Wavelengths shorts make me feel like any human encountering the concept of God, and I’ll double down on that metaphor, because, a mere mortal can think of God in two ways. Either God will overwhelm the mortal or the mortal can look God in the face and say “this isn’t a thing”. Let’s begin.

Experimental shorts can be about juxtaposition and Film Sculpture 2 is about that. And this is true even if the images that director Philipp Fleischmann present on screen feel uniform. This is a four part series where I only got to see the second installment. And this one, presumably like the others, looks like a Barnett Newman painting but in different shades of blue. Or sometimes, pink and yellow. Putting film strips on top of the other, the effect looks like a dark presence swings like a pendulum. Pleasant, but also kinda rude.

Joshua Gen Solondz’ We Don’t Talk Like We Used To is an interesting title.

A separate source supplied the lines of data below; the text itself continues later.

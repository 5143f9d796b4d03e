//! Dual-store selection reconciliation engine.
//!
//! Each pass drives the spatial viewer's selection from the database
//! filter (or from the single active record), counts incids, parent ids,
//! and fragments on both sides, and classifies the drift between them.
//! The resulting report is the sole input of the structural-operation
//! gate; the engine itself never mutates either store.

use std::sync::Arc;

use serde::{Deserialize, Serialize};
use tracing::{debug, warn};

use crate::predicate::Predicate;
use crate::selection::SelectionSet;
use crate::spatial::{SpatialLayer, SpatialSelection, UiBoundary};
use crate::store::RelationalStore;
use crate::types::{IncidKey, Result, TessellaError};

/// Distinct incid / parent-id / fragment tallies for one side of a pass.
#[derive(Copy, Clone, Debug, Default, PartialEq, Eq, Serialize, Deserialize)]
pub struct Counts {
    /// Distinct incids.
    pub incids: u64,
    /// Distinct (incid, parent) pairs.
    pub parent_ids: u64,
    /// Individual fragment rows.
    pub fragments: u64,
}

impl Counts {
    /// Tallies a spatial reply. The features are grouped by incid first;
    /// that grouping is reused to count distinct parents and then rows, so
    /// the three tallies always agree on the same grouping.
    pub fn of_selection(selection: &SpatialSelection) -> Self {
        let mut rows: Vec<_> = selection
            .features
            .iter()
            .map(|f| (&f.incid, f.parent, f.fragment))
            .collect();
        rows.sort();

        let mut counts = Counts::default();
        let mut last_incid: Option<&IncidKey> = None;
        let mut last_parent = None;
        for (incid, parent, _fragment) in rows {
            if last_incid != Some(incid) {
                counts.incids += 1;
                last_incid = Some(incid);
                last_parent = None;
            }
            if last_parent != Some(parent) {
                counts.parent_ids += 1;
                last_parent = Some(parent);
            }
            counts.fragments += 1;
        }
        counts
    }
}

/// Classification of the mismatch between database-expected and
/// GIS-reported counts.
#[derive(Copy, Clone, Debug, PartialEq, Eq, Serialize, Deserialize)]
pub enum Drift {
    /// Both sides agree.
    None,
    /// The viewer holds a subset of the database selection. Recoverable;
    /// surfaced as a warning.
    GisShort,
    /// The viewer holds features the database does not expect (orphans).
    /// Always surfaced as a hard warning, never auto-resolved; blocks
    /// every structural operation.
    GisExcess,
}

/// Terminal state of a reconciliation pass.
#[derive(Copy, Clone, Debug, PartialEq, Eq, Serialize, Deserialize)]
pub enum PassOutcome {
    /// Counts matched.
    Consistent,
    /// Counts disagreed; see [`ReconciliationReport::drift`].
    DriftWarning,
    /// Neither side holds anything.
    EmptyResult,
}

/// Phases a pass moves through; tracked for observability.
#[derive(Copy, Clone, Debug, PartialEq, Eq)]
pub enum PassPhase {
    /// No pass in flight.
    Idle,
    /// Predicates built from the selection.
    PredicateBuilt,
    /// Request submitted to the spatial layer.
    AwaitingSpatialReply,
    /// Reply grouped and counted.
    Analyzed,
}

/// Outcome of one reconciliation pass.
#[derive(Clone, Debug, PartialEq, Eq, Serialize, Deserialize)]
pub struct ReconciliationReport {
    /// Counts the database expects for the selection.
    pub db_expected: Counts,
    /// Counts the spatial layer actually reported.
    pub gis_actual: Counts,
    /// Drift classification.
    pub drift: Drift,
    /// Terminal pass state.
    pub outcome: PassOutcome,
}

impl ReconciliationReport {
    /// One-line description for the UI warning channel.
    pub fn summary(&self) -> String {
        format!(
            "expected {} incids / {} parents / {} fragments, viewer reports {} / {} / {} ({:?})",
            self.db_expected.incids,
            self.db_expected.parent_ids,
            self.db_expected.fragments,
            self.gis_actual.incids,
            self.gis_actual.parent_ids,
            self.gis_actual.fragments,
            self.drift,
        )
    }
}

/// Engine configuration.
#[derive(Clone, Debug, Default)]
pub struct ReconcileCfg {
    /// When set, selections whose estimated feature count reaches this
    /// value require operator confirmation before submission.
    pub confirm_threshold: Option<u64>,
}

/// Drives reconciliation passes against the injected collaborators.
pub struct ReconcileEngine {
    store: Arc<dyn RelationalStore>,
    spatial: Arc<dyn SpatialLayer>,
    ui: Arc<dyn UiBoundary>,
    cfg: ReconcileCfg,
    phase: PassPhase,
}

impl ReconcileEngine {
    /// Creates an engine over the given collaborators.
    pub fn new(
        store: Arc<dyn RelationalStore>,
        spatial: Arc<dyn SpatialLayer>,
        ui: Arc<dyn UiBoundary>,
        cfg: ReconcileCfg,
    ) -> Self {
        Self {
            store,
            spatial,
            ui,
            cfg,
            phase: PassPhase::Idle,
        }
    }

    /// Phase of the pass currently (or last) in flight.
    pub fn phase(&self) -> PassPhase {
        self.phase
    }

    /// Reconciles the viewer against the whole selection.
    ///
    /// `size_hint` is the caller's estimate of the feature count, used only
    /// for the large-selection confirmation prompt; when absent the key
    /// count stands in.
    pub fn reconcile_selection(
        &mut self,
        selection: &SelectionSet,
        size_hint: Option<u64>,
    ) -> Result<ReconciliationReport> {
        if selection.is_empty() {
            self.phase = PassPhase::Analyzed;
            return Ok(self.analyze(Counts::default(), Counts::default()));
        }
        let estimated = size_hint.unwrap_or(selection.len() as u64);
        self.run_pass(selection.keys(), estimated)
    }

    /// Reconciles the viewer against the single active record.
    pub fn reconcile_record(&mut self, incid: &IncidKey) -> Result<ReconciliationReport> {
        self.run_pass(std::slice::from_ref(incid), 1)
    }

    fn run_pass(&mut self, keys: &[IncidKey], estimated: u64) -> Result<ReconciliationReport> {
        // Exactly one spatial submission per pass. The viewer replaces its
        // selection wholesale on each request, so splitting the keys across
        // several requests would leave it holding only the last piece while
        // the report certifies the whole selection.
        let predicate = Predicate::KeyIn(keys.to_vec());
        let limit = self.spatial.max_predicate_length();
        let use_join = predicate.serialized_len() > limit;
        self.phase = PassPhase::PredicateBuilt;
        debug!(keys = keys.len(), use_join, "reconcile.predicate");

        if let Some(threshold) = self.cfg.confirm_threshold {
            if estimated >= threshold && !self.ui.confirm_large_selection(estimated) {
                self.phase = PassPhase::Idle;
                return Err(TessellaError::Cancelled);
            }
        }

        self.phase = PassPhase::AwaitingSpatialReply;
        let (gis, db) = if use_join {
            // Too long for a literal predicate: write the keys to the
            // scratch table and select by join instead. The substitution
            // only changes which request is sent.
            self.store
                .write_scratch(keys)
                .map_err(|e| TessellaError::ScratchWriteFailed(e.to_string()))?;
            let reply = self.spatial.select_by_join()?;
            let expected = self.store.count_features(&Predicate::ScratchJoin)?;
            (Counts::of_selection(&reply), expected)
        } else {
            let reply = self.spatial.select_by_predicate(&predicate)?;
            let expected = self.store.count_features(&predicate)?;
            (Counts::of_selection(&reply), expected)
        };

        self.phase = PassPhase::Analyzed;
        Ok(self.analyze(db, gis))
    }

    fn analyze(&self, db: Counts, gis: Counts) -> ReconciliationReport {
        let drift = if gis.incids > db.incids
            || gis.parent_ids > db.parent_ids
            || gis.fragments > db.fragments
        {
            Drift::GisExcess
        } else if gis != db {
            Drift::GisShort
        } else {
            Drift::None
        };

        let outcome = if db == Counts::default() && gis == Counts::default() {
            PassOutcome::EmptyResult
        } else if drift == Drift::None {
            PassOutcome::Consistent
        } else {
            PassOutcome::DriftWarning
        };

        let report = ReconciliationReport {
            db_expected: db,
            gis_actual: gis,
            drift,
            outcome,
        };

        match drift {
            Drift::None => debug!(outcome = ?report.outcome, "reconcile.consistent"),
            Drift::GisShort => {
                warn!(summary = %report.summary(), "reconcile.drift.short");
                self.ui.report_warning(&report.summary());
            }
            Drift::GisExcess => {
                // Orphan features in the viewer. Never corrected silently.
                warn!(summary = %report.summary(), "reconcile.drift.excess");
                self.ui.report_warning(&report.summary());
            }
        }
        report
    }
}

It’s also arguably has the most Drake-like title in all of the fest. This is the longest short of the four that I’m writing about. It tackles a lot of things and depicts a lot of images, as it goes back and forth in showing crowds and empty spaces and uses normal and negative colours through old film stock. There’s a film during this fest and in this programme that gives lightly better justice to the themes here. This short is fine though.

Next up is Steve Reinke’s Sundown, where he, among things, discusses Nitszche while showing black and white footage of silhouettes witnessing a lot of things on fire. The title comes from a song that I heard before but didn’t know was a Gordon Lightfoot song. It touches on pain and how artists share it, and how some may match that feeling or feel a diluted version of it. I also have other reasons for liking this short but I won’t write it in this space. I’m a professional.

Lastly, director Shambavi Kaul’s Slow Shift packs a lot within this nine minute short. Among things, a monkey stares back at a camera, and seconds later, rocks and stones fall on top of each other. It shows these details before going wide again to show the ruins of a World Heritage Site in Hampi, India. Abandoned the site centuries ago, making way for the monkeys. Someone at Letterboxd called this Kubrickian but I’ll add a Harryhausen comparison. This feels so unreal but in a mostly good way.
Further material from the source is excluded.